Foggia, detenuto per mafia morto suicida nel carcere di Avellino: era stato arrestato con Moretti per estorsione a un imprenditore

L'uomo, 50 anni, era giudicabile per reati associativi ex art. 416 bis, accuse sempre respinte. Nelle cronache, il suo nome appare legato a quello del boss Rocco Moretti nell'arresto del 2017 per estorsione e nel maxi-blitz 'DecimAzione'

Detenuto foggiano morto suicida nel carcere di Avellino. L'uomo, Domenico Valentini, 49 anni, era giudicabile per reati associativi ex art. 416 bis, accuse che ha sempre respinto.

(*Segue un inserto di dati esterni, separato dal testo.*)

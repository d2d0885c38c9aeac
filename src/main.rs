use clap::{Parser, Subcommand};

mod cli;

use cli::build::{cmd_build, BuildArgs};
use cli::check::{cmd_check, CheckArgs};
use cli::hash::{cmd_hash, HashArgs};

#[derive(Parser)]
#[command(
    name = "aero",
    version,
    about = "Aero translator: typed AST in, basic-block IR out"
)]
struct Cli {
    /// More output on stderr (-v debug, -vv trace)
    #[arg(short, long, action = clap::ArgAction::Count, global = true)]
    verbose: u8,
    #[command(subcommand)]
    command: Command,
}

#[derive(Subcommand)]
enum Command {
    /// Translate AST files and write their IR
    Build(BuildArgs),
    /// Translate and verify without writing anything
    Check(CheckArgs),
    /// Print content hashes of the translated module and its functions
    Hash(HashArgs),
}

fn main() {
    let cli = Cli::parse();
    cli::init_logger(cli.verbose);

    match cli.command {
        Command::Build(args) => cmd_build(args),
        Command::Check(args) => cmd_check(args),
        Command::Hash(args) => cmd_hash(args),
    }
}
//! Structural well-formedness checks for a finished module.
//!
//! Checked per defined function:
//!   - every block ends in a terminator
//!   - branch targets exist
//!   - `ret` operands match the declared return type
//!   - callees are declared and non-variadic calls pass the right count
//!   - phi incoming blocks are predecessors of the phi's block
//!   - a store into an `alloca` or `getelementptr` address writes a value
//!     of the addressed type
//!
//! Unreachable blocks are reported at debug level only; they are legal.

use std::collections::{BTreeMap, BTreeSet};

use petgraph::graphmap::DiGraphMap;
use petgraph::visit::Dfs;
use thiserror::Error;

use super::{BlockId, Function, Instr, Module, Reg, Terminator, Type, Value};

#[derive(Debug, Clone, PartialEq, Eq, Error)]
pub enum VerifyError {
    #[error("block '{block}' in @{func} has no terminator")]
    NoTerminator { func: String, block: String },

    #[error("block '{block}' in @{func} branches to unknown block {target}")]
    UnknownTarget {
        func: String,
        block: String,
        target: BlockId,
    },

    #[error("@{func} returns {found} but is declared to return {expected}")]
    ReturnTypeMismatch {
        func: String,
        expected: Type,
        found: String,
    },

    #[error("@{func} calls undeclared function @{callee}")]
    UnknownCallee { func: String, callee: String },

    #[error("@{func} calls @{callee} with {found} arguments, expected {expected}")]
    ArgCount {
        func: String,
        callee: String,
        expected: usize,
        found: usize,
    },

    #[error("store in block '{block}' of @{func} writes {found} into a {expected} slot")]
    StoreTypeMismatch {
        func: String,
        block: String,
        expected: Type,
        found: Type,
    },

    #[error("phi in block '{block}' of @{func} names non-predecessor '{incoming}'")]
    PhiPredecessor {
        func: String,
        block: String,
        incoming: String,
    },
}

/// Verify every defined function in the module.
pub fn verify_module(module: &Module) -> Result<(), Vec<VerifyError>> {
    let mut errors = Vec::new();
    for func in module.functions.iter().filter(|f| !f.is_declaration()) {
        verify_function(module, func, &mut errors);
    }
    if errors.is_empty() {
        Ok(())
    } else {
        Err(errors)
    }
}

fn verify_function(module: &Module, func: &Function, errors: &mut Vec<VerifyError>) {
    let ids: BTreeSet<BlockId> = func.blocks.iter().map(|b| b.id).collect();
    let preds = predecessors(func);
    let slots = slot_types(module, func);

    for block in &func.blocks {
        match &block.term {
            None => errors.push(VerifyError::NoTerminator {
                func: func.name.clone(),
                block: block.label.clone(),
            }),
            Some(term) => {
                for target in term.successors() {
                    if !ids.contains(&target) {
                        errors.push(VerifyError::UnknownTarget {
                            func: func.name.clone(),
                            block: block.label.clone(),
                            target,
                        });
                    }
                }
                if let Terminator::Ret(value) = term {
                    let found = value.as_ref().map(|v| v.ty.clone()).unwrap_or(Type::VOID);
                    if found != func.ret {
                        errors.push(VerifyError::ReturnTypeMismatch {
                            func: func.name.clone(),
                            expected: func.ret.clone(),
                            found: found.to_string(),
                        });
                    }
                }
            }
        }

        for instr in &block.instrs {
            match instr {
                Instr::Call { callee, args, .. } => match module.function(callee) {
                    None => errors.push(VerifyError::UnknownCallee {
                        func: func.name.clone(),
                        callee: callee.clone(),
                    }),
                    Some(target) => {
                        let arity_ok = if target.variadic {
                            args.len() >= target.params.len()
                        } else {
                            args.len() == target.params.len()
                        };
                        if !arity_ok {
                            errors.push(VerifyError::ArgCount {
                                func: func.name.clone(),
                                callee: callee.clone(),
                                expected: target.params.len(),
                                found: args.len(),
                            });
                        }
                    }
                },
                Instr::Store { value, ptr } => {
                    let expected = ptr.as_reg().and_then(|r| slots.get(&r));
                    if let Some(expected) = expected {
                        if *expected != value.ty {
                            errors.push(VerifyError::StoreTypeMismatch {
                                func: func.name.clone(),
                                block: block.label.clone(),
                                expected: expected.clone(),
                                found: value.ty.clone(),
                            });
                        }
                    }
                }
                Instr::Phi { incoming, .. } => {
                    let block_preds = preds.get(&block.id);
                    for (_, from) in incoming {
                        if !block_preds.is_some_and(|p| p.contains(from)) {
                            errors.push(VerifyError::PhiPredecessor {
                                func: func.name.clone(),
                                block: block.label.clone(),
                                incoming: func.label_of(*from),
                            });
                        }
                    }
                }
                _ => {}
            }
        }
    }

    let reachable = reachable_blocks(func);
    for block in &func.blocks {
        if !reachable.contains(&block.id) {
            log::debug!("@{}: block '{}' is unreachable", func.name, block.label);
        }
    }
}

/// Pointee type of every address whose origin is known: `alloca` results
/// and `getelementptr` results walked through arrays and struct fields.
fn slot_types(module: &Module, func: &Function) -> BTreeMap<Reg, Type> {
    let mut slots = BTreeMap::new();
    for instr in func.instrs() {
        match instr {
            Instr::Alloca { dst, ty } => {
                slots.insert(*dst, ty.clone());
            }
            Instr::Gep {
                dst,
                base_ty,
                indices,
                ..
            } => {
                if let Some(ty) = gep_target(module, base_ty, indices.get(1..).unwrap_or(&[])) {
                    slots.insert(*dst, ty);
                }
            }
            _ => {}
        }
    }
    slots
}

fn gep_target(module: &Module, base: &Type, path: &[Value]) -> Option<Type> {
    let mut ty = base.clone();
    for idx in path {
        ty = match ty {
            Type::Array(elem, _) => *elem,
            Type::Struct(name) => {
                let field = usize::try_from(idx.as_const_int()?).ok()?;
                module.struct_type(&name)?.fields.get(field)?.clone()
            }
            _ => return None,
        };
    }
    Some(ty)
}

fn predecessors(func: &Function) -> BTreeMap<BlockId, BTreeSet<BlockId>> {
    let mut preds: BTreeMap<BlockId, BTreeSet<BlockId>> = BTreeMap::new();
    for block in &func.blocks {
        if let Some(term) = &block.term {
            for succ in term.successors() {
                preds.entry(succ).or_default().insert(block.id);
            }
        }
    }
    preds
}

/// Control-flow graph of a function, one node per block.
pub fn cfg(func: &Function) -> DiGraphMap<BlockId, ()> {
    let mut graph = DiGraphMap::new();
    for block in &func.blocks {
        graph.add_node(block.id);
        if let Some(term) = &block.term {
            for succ in term.successors() {
                graph.add_edge(block.id, succ, ());
            }
        }
    }
    graph
}

/// Blocks reachable from the entry block.
pub fn reachable_blocks(func: &Function) -> BTreeSet<BlockId> {
    let mut seen = BTreeSet::new();
    let Some(entry) = func.entry() else {
        return seen;
    };
    let graph = cfg(func);
    let mut dfs = Dfs::new(&graph, entry);
    while let Some(id) = dfs.next(&graph) {
        seen.insert(id);
    }
    seen
}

Nelle cronache, il suo nome appare legato a quello del boss Rocco Moretti: insieme a lui, fu arrestato nel 2017 per estorsione e condannato a 2 anni e 8 mesi; tornato in libertà finì nella schiera delle decine di arresti del maxi-blitz 'DecimAzione'. 

"L'uomo non avrebbe mai dato in passato segnali che potevano lasciar pensare all'intenzione di farla finita", commenta in una nota stampa Emilio Fattorello, segretario nazionale per la Campania del Sappe, il Sindacato Autonono di Polizia Penitenziaria. "L'Autorità giudiziaria competente sta indagando sulla dinamica e sul gesto che, ancora una volta, lascia nello sconcerto sia il personale che i detenuti presenti".

Valentini, "approfittando che i compagni di cella stessero dormendo, ha posto in atto il suo insano gesto impiccandosi al termosifone della stanza".